(Collected data)
···

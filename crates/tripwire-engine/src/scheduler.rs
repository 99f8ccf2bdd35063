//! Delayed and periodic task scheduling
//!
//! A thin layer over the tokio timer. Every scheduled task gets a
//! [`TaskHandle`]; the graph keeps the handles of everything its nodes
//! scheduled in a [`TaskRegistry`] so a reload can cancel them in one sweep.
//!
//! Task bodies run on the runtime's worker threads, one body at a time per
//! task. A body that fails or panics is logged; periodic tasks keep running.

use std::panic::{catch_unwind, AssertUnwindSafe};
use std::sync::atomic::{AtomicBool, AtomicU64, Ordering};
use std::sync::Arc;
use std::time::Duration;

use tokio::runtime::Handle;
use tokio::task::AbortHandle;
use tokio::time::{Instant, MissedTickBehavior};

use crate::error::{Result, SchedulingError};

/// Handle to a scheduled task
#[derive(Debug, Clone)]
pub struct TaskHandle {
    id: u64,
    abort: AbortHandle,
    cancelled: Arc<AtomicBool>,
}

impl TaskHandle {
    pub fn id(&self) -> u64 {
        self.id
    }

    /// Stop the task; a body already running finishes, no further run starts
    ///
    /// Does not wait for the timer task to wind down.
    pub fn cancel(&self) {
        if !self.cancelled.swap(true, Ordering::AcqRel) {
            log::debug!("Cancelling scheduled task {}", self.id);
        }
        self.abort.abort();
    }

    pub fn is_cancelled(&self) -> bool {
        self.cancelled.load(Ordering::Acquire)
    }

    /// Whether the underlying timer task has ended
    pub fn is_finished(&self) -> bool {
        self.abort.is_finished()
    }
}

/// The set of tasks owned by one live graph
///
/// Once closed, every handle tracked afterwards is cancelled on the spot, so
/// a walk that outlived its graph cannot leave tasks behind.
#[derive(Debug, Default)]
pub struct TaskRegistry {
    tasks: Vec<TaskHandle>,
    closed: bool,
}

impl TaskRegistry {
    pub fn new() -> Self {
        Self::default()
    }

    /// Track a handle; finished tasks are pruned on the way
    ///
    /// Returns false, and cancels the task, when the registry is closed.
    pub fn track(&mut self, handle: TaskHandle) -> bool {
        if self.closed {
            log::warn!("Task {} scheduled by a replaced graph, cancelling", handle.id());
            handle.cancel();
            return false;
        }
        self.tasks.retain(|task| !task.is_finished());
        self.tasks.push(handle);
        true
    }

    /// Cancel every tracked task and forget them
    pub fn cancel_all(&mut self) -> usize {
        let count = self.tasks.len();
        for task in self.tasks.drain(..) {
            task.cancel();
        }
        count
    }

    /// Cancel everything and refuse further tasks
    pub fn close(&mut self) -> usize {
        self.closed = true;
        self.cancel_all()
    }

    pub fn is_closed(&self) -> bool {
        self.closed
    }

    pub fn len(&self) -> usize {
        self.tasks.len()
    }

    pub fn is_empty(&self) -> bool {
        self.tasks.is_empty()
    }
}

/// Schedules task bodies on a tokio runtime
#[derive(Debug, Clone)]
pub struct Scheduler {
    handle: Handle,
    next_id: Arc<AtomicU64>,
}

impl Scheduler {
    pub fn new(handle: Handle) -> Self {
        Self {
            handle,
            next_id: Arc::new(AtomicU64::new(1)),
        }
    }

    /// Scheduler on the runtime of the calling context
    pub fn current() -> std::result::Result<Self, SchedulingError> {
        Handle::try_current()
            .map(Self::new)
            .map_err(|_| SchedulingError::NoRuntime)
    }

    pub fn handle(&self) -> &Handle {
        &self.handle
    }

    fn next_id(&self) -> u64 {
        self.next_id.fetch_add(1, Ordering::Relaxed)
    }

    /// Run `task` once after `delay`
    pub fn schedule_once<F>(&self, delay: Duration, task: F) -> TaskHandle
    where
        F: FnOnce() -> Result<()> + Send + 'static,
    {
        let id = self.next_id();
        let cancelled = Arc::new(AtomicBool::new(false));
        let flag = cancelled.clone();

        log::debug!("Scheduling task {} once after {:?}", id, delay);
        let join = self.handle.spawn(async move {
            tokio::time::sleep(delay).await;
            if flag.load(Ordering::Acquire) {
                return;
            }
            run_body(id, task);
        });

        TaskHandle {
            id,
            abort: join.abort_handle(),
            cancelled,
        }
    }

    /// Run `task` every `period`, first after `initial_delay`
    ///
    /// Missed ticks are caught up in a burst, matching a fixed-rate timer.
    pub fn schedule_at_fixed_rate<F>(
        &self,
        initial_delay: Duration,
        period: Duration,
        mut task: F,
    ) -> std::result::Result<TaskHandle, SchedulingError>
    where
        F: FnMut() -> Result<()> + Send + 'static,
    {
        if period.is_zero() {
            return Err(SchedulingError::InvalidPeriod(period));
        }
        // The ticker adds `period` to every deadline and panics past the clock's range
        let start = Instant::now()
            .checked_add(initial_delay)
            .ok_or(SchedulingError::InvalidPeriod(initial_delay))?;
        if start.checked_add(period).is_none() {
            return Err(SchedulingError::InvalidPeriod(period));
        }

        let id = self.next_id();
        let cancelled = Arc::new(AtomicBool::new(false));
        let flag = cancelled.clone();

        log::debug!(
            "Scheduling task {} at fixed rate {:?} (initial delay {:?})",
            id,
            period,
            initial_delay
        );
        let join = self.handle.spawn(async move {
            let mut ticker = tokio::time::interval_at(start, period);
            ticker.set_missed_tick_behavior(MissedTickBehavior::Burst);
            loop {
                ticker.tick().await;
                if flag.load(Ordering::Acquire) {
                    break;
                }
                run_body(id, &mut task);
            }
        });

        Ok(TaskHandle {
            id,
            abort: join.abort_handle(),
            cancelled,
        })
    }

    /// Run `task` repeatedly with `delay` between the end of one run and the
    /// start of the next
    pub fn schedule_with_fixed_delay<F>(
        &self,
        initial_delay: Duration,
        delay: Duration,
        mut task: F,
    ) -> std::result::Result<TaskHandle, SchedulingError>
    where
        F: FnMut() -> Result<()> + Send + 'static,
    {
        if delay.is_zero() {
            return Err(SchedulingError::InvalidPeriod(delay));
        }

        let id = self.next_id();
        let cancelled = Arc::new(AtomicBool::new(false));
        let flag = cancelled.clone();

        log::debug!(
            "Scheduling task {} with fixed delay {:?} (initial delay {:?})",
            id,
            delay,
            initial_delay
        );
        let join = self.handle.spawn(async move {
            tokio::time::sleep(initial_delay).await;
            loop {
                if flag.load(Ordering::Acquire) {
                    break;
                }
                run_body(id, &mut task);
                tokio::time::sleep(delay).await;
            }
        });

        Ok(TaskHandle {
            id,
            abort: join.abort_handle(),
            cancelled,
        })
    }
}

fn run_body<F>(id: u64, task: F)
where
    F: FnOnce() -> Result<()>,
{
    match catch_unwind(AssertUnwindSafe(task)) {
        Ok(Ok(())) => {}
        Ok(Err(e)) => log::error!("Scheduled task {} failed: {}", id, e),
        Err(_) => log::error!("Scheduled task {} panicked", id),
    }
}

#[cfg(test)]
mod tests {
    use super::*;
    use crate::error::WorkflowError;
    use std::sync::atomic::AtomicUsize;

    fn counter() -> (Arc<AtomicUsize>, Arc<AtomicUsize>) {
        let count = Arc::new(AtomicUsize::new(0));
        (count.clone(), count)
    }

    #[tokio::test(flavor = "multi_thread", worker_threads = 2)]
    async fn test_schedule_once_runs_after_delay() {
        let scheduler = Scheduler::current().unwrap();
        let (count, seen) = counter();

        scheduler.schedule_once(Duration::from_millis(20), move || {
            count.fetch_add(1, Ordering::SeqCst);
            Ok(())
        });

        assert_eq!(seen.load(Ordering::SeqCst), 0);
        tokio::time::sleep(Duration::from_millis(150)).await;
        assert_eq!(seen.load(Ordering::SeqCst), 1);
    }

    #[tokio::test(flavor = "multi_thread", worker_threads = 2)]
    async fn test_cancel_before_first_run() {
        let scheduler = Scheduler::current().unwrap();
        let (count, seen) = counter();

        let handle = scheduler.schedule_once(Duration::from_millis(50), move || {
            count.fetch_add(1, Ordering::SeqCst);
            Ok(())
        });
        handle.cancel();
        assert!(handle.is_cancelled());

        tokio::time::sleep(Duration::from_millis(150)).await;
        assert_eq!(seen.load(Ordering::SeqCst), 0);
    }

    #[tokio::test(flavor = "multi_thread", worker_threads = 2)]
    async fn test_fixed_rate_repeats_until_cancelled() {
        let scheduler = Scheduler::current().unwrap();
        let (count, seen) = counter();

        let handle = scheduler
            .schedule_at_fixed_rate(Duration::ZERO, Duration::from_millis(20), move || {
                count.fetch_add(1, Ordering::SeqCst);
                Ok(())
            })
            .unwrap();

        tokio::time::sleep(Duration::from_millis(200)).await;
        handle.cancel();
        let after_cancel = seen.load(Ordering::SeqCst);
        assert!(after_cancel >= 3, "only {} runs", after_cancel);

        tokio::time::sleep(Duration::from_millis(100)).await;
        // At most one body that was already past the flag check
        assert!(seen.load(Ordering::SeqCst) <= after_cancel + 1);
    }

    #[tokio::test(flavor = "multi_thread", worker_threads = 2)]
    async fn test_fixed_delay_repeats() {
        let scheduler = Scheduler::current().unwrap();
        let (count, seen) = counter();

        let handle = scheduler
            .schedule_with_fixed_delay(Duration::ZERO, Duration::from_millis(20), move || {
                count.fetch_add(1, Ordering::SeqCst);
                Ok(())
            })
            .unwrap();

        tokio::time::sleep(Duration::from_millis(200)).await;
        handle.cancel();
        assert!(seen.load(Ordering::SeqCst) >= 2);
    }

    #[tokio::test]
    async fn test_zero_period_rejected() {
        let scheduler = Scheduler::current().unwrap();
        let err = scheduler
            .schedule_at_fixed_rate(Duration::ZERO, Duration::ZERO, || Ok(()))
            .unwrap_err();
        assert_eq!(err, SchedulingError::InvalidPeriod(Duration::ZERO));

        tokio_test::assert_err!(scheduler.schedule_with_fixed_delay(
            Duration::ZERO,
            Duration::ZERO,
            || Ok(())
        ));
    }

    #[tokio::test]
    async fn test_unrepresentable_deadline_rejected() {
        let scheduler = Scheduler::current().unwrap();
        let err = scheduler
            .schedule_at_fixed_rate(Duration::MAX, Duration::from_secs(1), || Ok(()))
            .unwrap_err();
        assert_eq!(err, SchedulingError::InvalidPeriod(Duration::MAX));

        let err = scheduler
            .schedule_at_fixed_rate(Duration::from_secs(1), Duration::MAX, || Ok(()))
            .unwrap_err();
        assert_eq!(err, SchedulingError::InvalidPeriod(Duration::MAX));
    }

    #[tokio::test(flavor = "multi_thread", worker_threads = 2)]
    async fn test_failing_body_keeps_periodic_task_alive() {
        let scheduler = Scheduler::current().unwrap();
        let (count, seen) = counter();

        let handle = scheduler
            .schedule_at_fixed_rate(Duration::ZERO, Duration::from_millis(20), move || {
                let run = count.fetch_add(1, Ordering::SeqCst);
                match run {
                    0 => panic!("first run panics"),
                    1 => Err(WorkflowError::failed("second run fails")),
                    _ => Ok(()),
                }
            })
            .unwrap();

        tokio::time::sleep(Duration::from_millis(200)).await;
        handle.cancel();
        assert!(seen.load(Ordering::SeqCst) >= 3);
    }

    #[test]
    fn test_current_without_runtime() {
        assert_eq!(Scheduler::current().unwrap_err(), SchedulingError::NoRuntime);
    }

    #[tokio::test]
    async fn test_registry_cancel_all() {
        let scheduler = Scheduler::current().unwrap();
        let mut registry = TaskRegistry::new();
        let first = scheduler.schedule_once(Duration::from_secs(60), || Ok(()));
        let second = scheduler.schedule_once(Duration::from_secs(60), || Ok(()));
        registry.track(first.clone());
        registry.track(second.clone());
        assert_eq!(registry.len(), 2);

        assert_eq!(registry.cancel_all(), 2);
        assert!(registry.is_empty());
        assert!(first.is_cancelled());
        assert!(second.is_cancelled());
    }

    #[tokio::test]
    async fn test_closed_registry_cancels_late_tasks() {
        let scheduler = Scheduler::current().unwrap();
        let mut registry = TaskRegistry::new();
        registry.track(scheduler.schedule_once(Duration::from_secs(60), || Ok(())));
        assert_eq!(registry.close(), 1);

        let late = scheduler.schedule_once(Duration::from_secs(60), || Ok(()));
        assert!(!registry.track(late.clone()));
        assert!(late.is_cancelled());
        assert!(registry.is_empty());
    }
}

···

INSTRUCTIONS TO FOLLOW
Write out a verbatim copy of the data, beginning with its first line and ending with the line that contains "everything its nodes".

TASK ANSWER
filename crates/tripwire-engine/src/scheduler.rs
repository 99f8ccf2bdd35063
//! Delayed and periodic task scheduling
//!
//! A thin layer over the tokio timer. Every scheduled task gets a
//! [`TaskHandle`]; the graph keeps the handles of everything its nodes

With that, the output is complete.